Solar array with indium tin oxide coating
- source Wikipedia via ehow

Thick and thin films that are transparent to the specific radiation frequencies required can also be deposited on to surfaces. A simple early but vital use was the conductive and transparent indium tin oxide ceramic film used to heat aircraft windscreens in the Second World War, keeping them free of ice. A current example is the use of indium tin oxide as an electrode transparent to visible light for hundreds of millions of Liquid Crystal displays (laptops, phones), semiconductor light sources and solar cells. Solar cells can be made of semiconducting titanium dioxide with a dye to absorb the sunlight sandwiched between a transparent plate and a metal electrode. Potentially very large cells could be produced in this way.

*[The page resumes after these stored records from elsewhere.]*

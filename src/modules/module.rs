//! # The base module contract.
//!
//! A [`Module`] is an executable unit with an identity, a shared
//! [`Context`], and a lifecycle state gated by the transition table in
//! [`ProcessState`](crate::ProcessState). Leaves ([`Step`](crate::Step))
//! execute user work; composites ([`Process`](crate::Process),
//! [`Chunk`](crate::Chunk), the loop family) own and drive other modules.
//!
//! ## Lifecycle
//! ```text
//! Ready ──start()──► Running ──► Succeeded / Failed / Stopped
//!   ▲                   │
//!   └─────reset()───────┴──(terminal states return to Ready)
//! ```
//!
//! ## Rules
//! - `start` is accepted only from `Ready`; the run ends in a terminal
//!   state. `Ok(())` means the run reached `Succeeded` **or** `Stopped`;
//!   `Err` carries the failure chain and the state is `Failed`.
//! - `stop` is cooperative: it requests termination and is honored at the
//!   next safe point; it never forcibly interrupts in-flight work.
//! - `reset` returns a terminal module (and, for composites, its children)
//!   to `Ready`; it is the only road out of a terminal state.
//! - `fork` produces an independent deep copy: fresh lifecycle in `Ready`,
//!   deep-copied children, and a forked context disjoint from the
//!   original's.

use std::sync::Arc;

use async_trait::async_trait;

use crate::context::Context;
use crate::error::ModuleError;
use crate::modules::ModuleMeta;
use crate::observers::StateHandler;
use crate::state::{Lifecycle, ProcessState};

/// Shared handle to a module (`Arc<dyn Module>`).
pub type ModuleRef = Arc<dyn Module>;

/// # Base executable unit.
///
/// Implementors hold their state in a [`Lifecycle`] cell and expose it via
/// [`lifecycle`](Module::lifecycle); the state/context accessors are
/// provided on top of it. Composites override [`set_context`]
/// (and [`can_set_context`]) to propagate recursively, and [`reset`] to
/// reset their children.
///
/// [`set_context`]: Module::set_context
/// [`can_set_context`]: Module::can_set_context
/// [`reset`]: Module::reset
#[async_trait]
pub trait Module: Send + Sync + 'static {
    /// The module's state cell.
    fn lifecycle(&self) -> &Lifecycle;

    /// Identity and version.
    fn meta(&self) -> &ModuleMeta {
        self.lifecycle().meta()
    }

    /// Current lifecycle state.
    fn state(&self) -> ProcessState {
        self.lifecycle().state()
    }

    /// Probes whether a transition to `to` would be accepted right now.
    fn can_change(&self, to: ProcessState) -> bool {
        self.lifecycle().can_change(to)
    }

    /// Handle to the module's context.
    fn context(&self) -> Context {
        self.lifecycle().context()
    }

    /// Swaps the module's context; refused while `Running` or `Waiting`.
    ///
    /// Composites propagate the handle to every child and refuse the whole
    /// operation if any descendant refuses.
    fn set_context(&self, ctx: Context) -> bool {
        self.lifecycle().set_context(ctx)
    }

    /// Probes whether [`set_context`](Module::set_context) would succeed.
    fn can_set_context(&self) -> bool {
        self.lifecycle().can_set_context()
    }

    /// Registers an observer for every committed transition of this
    /// module.
    fn add_state_handler(&self, handler: Arc<dyn StateHandler>) {
        self.lifecycle().add_handler(handler);
    }

    /// Runs the module to a terminal state.
    ///
    /// Accepted only from `Ready`. `Ok(())` when the run ended in
    /// `Succeeded` or `Stopped`; `Err` when it ended in `Failed` (the
    /// error names the failing descendant) or when the start itself was
    /// rejected ([`ModuleError::Rejected`]).
    async fn start(&self) -> Result<(), ModuleError>;

    /// Requests cooperative termination.
    ///
    /// Forwards to running descendants, then commits `Stopped` on this
    /// module. Returns [`ModuleError::Rejected`] when called in a state
    /// with no legal road to `Stopped` (`Succeeded`/`Failed`).
    async fn stop(&self) -> Result<(), ModuleError>;

    /// Returns the module (and, recursively, its children) to `Ready`.
    ///
    /// Legal from `Ready` and the terminal states; returns `false` (and
    /// changes nothing it can avoid) otherwise.
    fn reset(&self) -> bool;

    /// Produces an independent deep copy in `Ready`.
    ///
    /// Children are copied, never aliased; the copy's context is a fork of
    /// the original's, shared by the whole copied tree. Fails with
    /// [`ModuleError::Uncopyable`] if any descendant cannot be copied.
    fn fork(&self) -> Result<ModuleRef, ModuleError>;

    /// Human-readable description (identity/version only).
    fn describe(&self) -> String {
        self.meta().to_string()
    }
}
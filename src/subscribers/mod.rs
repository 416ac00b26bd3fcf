//! Async consumers of the event stream.
//!
//! [`Subscribe`] is the extension point; [`SubscriberSet`] fans events out
//! to every subscriber through per-subscriber bounded queues;
//! [`StateTracker`] keeps a live map of module states. A demo
//! [`LogWriter`] is available behind the `logging` feature.

mod set;
mod subscribe;
mod tracker;

#[cfg(feature = "logging")]
mod log;

pub use set::SubscriberSet;
pub use subscribe::Subscribe;
pub use tracker::StateTracker;

#[cfg(feature = "logging")]
pub use log::LogWriter;
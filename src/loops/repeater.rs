//! # Repeater: wall-clock-bounded loop.
//!
//! Re-runs its wrapped module until a wall-clock budget measured from loop
//! start is spent; with `can_quit` set it exits as soon as the module
//! succeeds. See [`Timer`](crate::Timer) for the variant that reports the
//! measured elapsed duration.

use std::sync::{Arc, Mutex};
use std::time::Duration;

use async_trait::async_trait;
use tokio_util::sync::CancellationToken;

use crate::context::Context;
use crate::error::ModuleError;
use crate::events::Bus;
use crate::modules::{Module, ModuleMeta, ModuleRef};
use crate::policies::LoopPolicy;
use crate::state::Lifecycle;

use super::driver::{self, lock};
use super::ClockController;

/// Loop composite bounded by a wall-clock duration.
pub struct Repeater {
    cell: Lifecycle,
    child: ModuleRef,
    policy: LoopPolicy,
    bound: Duration,
    ctl: Mutex<ClockController>,
    token: Mutex<CancellationToken>,
    bus: Option<Bus>,
}

impl Repeater {
    /// Creates a repeater running `child` until `bound` has elapsed.
    ///
    /// The child inherits the repeater's context. A zero `bound` is
    /// reported as [`ModuleError::InvalidConfig`] from `start`.
    pub fn new(meta: ModuleMeta, child: ModuleRef, bound: Duration, policy: LoopPolicy) -> Self {
        let cell = Lifecycle::new(meta);
        let _ = child.set_context(cell.context());
        Self {
            cell,
            child,
            policy,
            bound,
            ctl: Mutex::new(ClockController::new(bound)),
            token: Mutex::new(CancellationToken::new()),
            bus: None,
        }
    }

    /// Publishes iteration/stop events onto `bus`.
    pub fn with_bus(mut self, bus: Bus) -> Self {
        self.bus = Some(bus);
        self
    }

    /// Handle to the wrapped module.
    pub fn child(&self) -> ModuleRef {
        Arc::clone(&self.child)
    }

    /// The configured wall-clock bound.
    pub fn bound(&self) -> Duration {
        self.bound
    }

    fn validate(&self) -> Result<(), ModuleError> {
        if self.bound.is_zero() {
            return Err(ModuleError::InvalidConfig {
                module: self.describe(),
                reason: "wall-clock bound must be positive".into(),
            });
        }
        Ok(())
    }
}

#[async_trait]
impl Module for Repeater {
    fn lifecycle(&self) -> &Lifecycle {
        &self.cell
    }

    fn set_context(&self, ctx: Context) -> bool {
        if !self.cell.can_set_context() || !self.child.can_set_context() {
            return false;
        }
        let _ = self.cell.set_context(ctx.clone());
        self.child.set_context(ctx)
    }

    fn can_set_context(&self) -> bool {
        self.cell.can_set_context() && self.child.can_set_context()
    }

    async fn start(&self) -> Result<(), ModuleError> {
        self.validate()?;
        let token = lock(&self.token).clone();
        driver::drive(
            &self.cell,
            &self.child,
            &self.policy,
            &self.ctl,
            &token,
            self.bus.as_ref(),
        )
        .await
    }

    async fn stop(&self) -> Result<(), ModuleError> {
        let token = lock(&self.token).clone();
        driver::request_stop(&self.cell, &self.child, token, self.bus.as_ref()).await
    }

    fn reset(&self) -> bool {
        driver::reset_loop(&self.cell, &self.child, &self.token)
    }

    fn fork(&self) -> Result<ModuleRef, ModuleError> {
        let copy = Repeater::new(
            self.meta().clone(),
            self.child.fork()?,
            self.bound,
            self.policy,
        );
        let _ = copy.set_context(self.context().fork());
        Ok(Arc::new(copy))
    }
}

#[cfg(test)]
mod tests {
    use super::*;
    use std::sync::atomic::{AtomicU32, Ordering};

    use crate::modules::Step;
    use crate::state::ProcessState;

    #[tokio::test(start_paused = true)]
    async fn quits_early_on_success() {
        let runs = Arc::new(AtomicU32::new(0));
        let repeater = Repeater::new(
            ModuleMeta::new("poll", "1.0.0"),
            Arc::new(Step::from_fn(ModuleMeta::new("third", "1.0.0"), {
                let runs = Arc::clone(&runs);
                move |_ctx, _t| {
                    let runs = Arc::clone(&runs);
                    async move { Ok(runs.fetch_add(1, Ordering::SeqCst) + 1 >= 3) }
                }
            })),
            Duration::from_secs(60),
            LoopPolicy::default().with_delay(Duration::from_millis(10)),
        );

        repeater.start().await.expect("run");
        assert_eq!(repeater.state(), ProcessState::Succeeded);
        assert_eq!(runs.load(Ordering::SeqCst), 3);
    }

    #[tokio::test(start_paused = true)]
    async fn without_can_quit_the_budget_is_spent() {
        let runs = Arc::new(AtomicU32::new(0));
        let repeater = Repeater::new(
            ModuleMeta::new("tick", "1.0.0"),
            Arc::new(Step::from_fn(ModuleMeta::new("beat", "1.0.0"), {
                let runs = Arc::clone(&runs);
                move |_ctx, _t| {
                    let runs = Arc::clone(&runs);
                    async move {
                        runs.fetch_add(1, Ordering::SeqCst);
                        Ok(true)
                    }
                }
            })),
            Duration::from_millis(100),
            LoopPolicy::default()
                .can_quit(false)
                .with_delay(Duration::from_millis(30)),
        );

        repeater.start().await.expect("budget exhaustion succeeds");
        assert_eq!(repeater.state(), ProcessState::Succeeded);
        assert!(runs.load(Ordering::SeqCst) >= 3);
    }

    #[tokio::test]
    async fn zero_bound_is_invalid() {
        let repeater = Repeater::new(
            ModuleMeta::new("poll", "1.0.0"),
            Arc::new(Step::from_fn(ModuleMeta::new("x", "1.0.0"), |_c, _t| {
                async { Ok(true) }
            })),
            Duration::ZERO,
            LoopPolicy::default(),
        );
        let err = repeater.start().await.expect_err("invalid");
        assert!(matches!(err, ModuleError::InvalidConfig { .. }));
    }
}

Simpler ceramics such as alumina are used, sometimes as single-crystal sapphire, but the latter is very hard and difficult to grow into ideal shapes. However, sapphire windows are used for applications such as high intensity lamps and missile heat-seeking sensors that have to withstand high temperatures.

Xenon arc lamp with sapphire window
- source Cermax

Ceramics are also used to cover radar arrays (radomes) in higher temperature applications (over say 300 ºC), where their thickness is made a quarter of a wavelength to reduce attenuation (0.5 cm at 10 GHz if alumina is used). Alumina is also used for microwave windows, electronic tube envelopes and missile nose cones.

Ceramic missile radomes
- source Ceradyne

Ceramic microwave waveguide windows

Beryllia is also used for microwave windows, and because of its high thermal conductivity (7 times alumina) and radiation resistance it is used in high power microwave generators such as cyclotrons and travelling-wave-tubes. However, powdered beryllia is very toxic so it is more difficult to use it to manufacture components.

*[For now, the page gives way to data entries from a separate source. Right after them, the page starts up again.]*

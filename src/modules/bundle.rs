//! # Bundle: ordered child storage for composites.
//!
//! A [`Bundle`] owns an ordered sequence of child modules and implements
//! the storage and context-propagation half of the composite contract;
//! execution order semantics live in the owning composite
//! ([`Process`](crate::Process), [`Chunk`](crate::Chunk)).
//!
//! ## Rules
//! - Insertion order is significant; it defines execution order for
//!   sequential composites.
//! - Deploying a child assigns it the owner's current context; the deploy
//!   is refused while the owner is `Running`/`Waiting`, or when the child
//!   refuses the context.
//! - Context propagation is probe-then-commit: if any child would refuse,
//!   nothing is changed.

use std::sync::{PoisonError, RwLock};

use crate::context::Context;
use crate::error::ModuleError;
use crate::modules::{ModuleMeta, ModuleRef};
use crate::state::Lifecycle;

/// Ordered collection of child modules sharing one context.
#[derive(Default)]
pub struct Bundle {
    children: RwLock<Vec<ModuleRef>>,
}

impl Bundle {
    /// Creates an empty bundle.
    pub fn new() -> Self {
        Self::default()
    }

    /// Creates a bundle over existing children (used by deep copies).
    pub(crate) fn with(children: Vec<ModuleRef>) -> Self {
        Self {
            children: RwLock::new(children),
        }
    }

    /// Appends `module`, gated by the owner's lifecycle: refused while the
    /// owner is `Running`/`Waiting` or when the child refuses the owner's
    /// context.
    pub fn deploy(&self, owner: &Lifecycle, module: ModuleRef) -> bool {
        self.deploy_at(owner, usize::MAX, module)
    }

    /// Inserts `module` at `index` (clamped to the current length), with
    /// the same gating as [`deploy`](Bundle::deploy).
    pub fn deploy_at(&self, owner: &Lifecycle, index: usize, module: ModuleRef) -> bool {
        if owner.state().is_active() {
            return false;
        }
        if !module.set_context(owner.context()) {
            return false;
        }
        let mut children = self.write();
        let index = index.min(children.len());
        children.insert(index, module);
        true
    }

    /// Removes the first child whose name matches; returns it if found.
    pub fn undeploy(&self, owner: &Lifecycle, name: &str) -> Option<ModuleRef> {
        if owner.state().is_active() {
            return None;
        }
        let mut children = self.write();
        let pos = children.iter().position(|c| c.meta().name() == name)?;
        Some(children.remove(pos))
    }

    /// True if a child with this identity is deployed.
    pub fn contains(&self, meta: &ModuleMeta) -> bool {
        self.read().iter().any(|c| c.meta() == meta)
    }

    /// Snapshot of the children, in execution order.
    pub fn modules(&self) -> Vec<ModuleRef> {
        self.read().clone()
    }

    /// Number of deployed children.
    pub fn len(&self) -> usize {
        self.read().len()
    }

    /// True if no children are deployed.
    pub fn is_empty(&self) -> bool {
        self.read().is_empty()
    }

    /// True if every child would accept a context swap right now.
    pub fn can_set_context(&self) -> bool {
        self.read().iter().all(|c| c.can_set_context())
    }

    /// Propagates `ctx` to every child. Callers probe with
    /// [`can_set_context`](Bundle::can_set_context) first; a child refusal
    /// mid-commit aborts and reports `false`.
    pub fn set_context(&self, ctx: &Context) -> bool {
        self.read().iter().all(|c| c.set_context(ctx.clone()))
    }

    /// Resets every child; true only if all of them reset.
    pub fn reset_all(&self) -> bool {
        let children = self.modules();
        let mut all = true;
        for child in children {
            all &= child.reset();
        }
        all
    }

    /// Deep-copies every child, preserving order.
    pub fn fork_all(&self) -> Result<Vec<ModuleRef>, ModuleError> {
        self.modules().iter().map(|c| c.fork()).collect()
    }

    fn read(&self) -> std::sync::RwLockReadGuard<'_, Vec<ModuleRef>> {
        self.children.read().unwrap_or_else(PoisonError::into_inner)
    }

    fn write(&self) -> std::sync::RwLockWriteGuard<'_, Vec<ModuleRef>> {
        self.children
            .write()
            .unwrap_or_else(PoisonError::into_inner)
    }
}

#[cfg(test)]
mod tests {
    use super::*;
    use std::sync::Arc;

    use crate::modules::{Module, Step};
    use crate::state::ProcessState;

    fn leaf(name: &str) -> ModuleRef {
        Arc::new(Step::from_fn(
            ModuleMeta::new(name.to_string(), "1.0.0"),
            |_ctx, _t| async { Ok(true) },
        ))
    }

    fn owner() -> Lifecycle {
        Lifecycle::new(ModuleMeta::new("owner", "1.0.0"))
    }

    #[test]
    fn deploy_keeps_insertion_order() {
        let cell = owner();
        let bundle = Bundle::new();
        assert!(bundle.deploy(&cell, leaf("a")));
        assert!(bundle.deploy(&cell, leaf("c")));
        assert!(bundle.deploy_at(&cell, 1, leaf("b")));

        let names: Vec<String> = bundle
            .modules()
            .iter()
            .map(|m| m.meta().name().to_string())
            .collect();
        assert_eq!(names, ["a", "b", "c"]);
        assert_eq!(bundle.len(), 3);
    }

    #[test]
    fn deploy_assigns_the_owner_context() {
        let cell = owner();
        cell.context().set("site", String::from("eu-1"));
        let bundle = Bundle::new();
        let child = leaf("a");
        assert!(bundle.deploy(&cell, child.clone()));
        assert!(child.context().shares_store(&cell.context()));
    }

    #[test]
    fn deploy_refused_while_owner_active() {
        let cell = owner();
        let bundle = Bundle::new();
        cell.change(ProcessState::Running);
        assert!(!bundle.deploy(&cell, leaf("a")));
        assert!(bundle.is_empty());
    }

    #[test]
    fn undeploy_by_name() {
        let cell = owner();
        let bundle = Bundle::new();
        bundle.deploy(&cell, leaf("a"));
        bundle.deploy(&cell, leaf("b"));

        let removed = bundle.undeploy(&cell, "a").expect("removed");
        assert_eq!(removed.meta().name(), "a");
        assert!(!bundle.contains(&ModuleMeta::new("a", "1.0.0")));
        assert!(bundle.undeploy(&cell, "zz").is_none());
    }

    #[test]
    fn context_propagation_reaches_every_child() {
        let cell = owner();
        let bundle = Bundle::new();
        bundle.deploy(&cell, leaf("a"));
        bundle.deploy(&cell, leaf("b"));

        let fresh = Context::new();
        assert!(bundle.can_set_context());
        assert!(bundle.set_context(&fresh));
        for child in bundle.modules() {
            assert!(child.context().shares_store(&fresh));
        }
    }

    #[test]
    fn propagation_probe_detects_a_running_child() {
        let cell = owner();
        let bundle = Bundle::new();
        let child = leaf("a");
        bundle.deploy(&cell, child.clone());

        child.lifecycle().change(ProcessState::Running);
        assert!(!bundle.can_set_context());
    }
}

Other applications of transparent ceramics include the glass-ceramic hob plates for domestic cookers that have high resistance to mechanical and thermal shock, and high transmission in the near infrared to allow the heat from the tungsten halogen lamps used to pass through. They also let red light through to indicate on/off, but are opaque to the rest of visible light, so they appear opaque to the eye.

Indesit hobs

X-Ray windows are based on lithium, magnesium and boron oxides that are used in medical vacuum image intensifiers, and the glass-ceramics used to encapsulate helium-neon lasers are based on lithium, aluminium and silicon oxides.

The aim of today’s research is to integrate active transparent components, such as transparent thin-film transistors, into various devices. The longer term objectives are to make transparent electronics, aiming to produce devices such as the futuristic see-through computer showing a map in the film Red Planet, which is still a long way off. Transparent electronics could find many uses, such as to provide information on car dashboards and windows.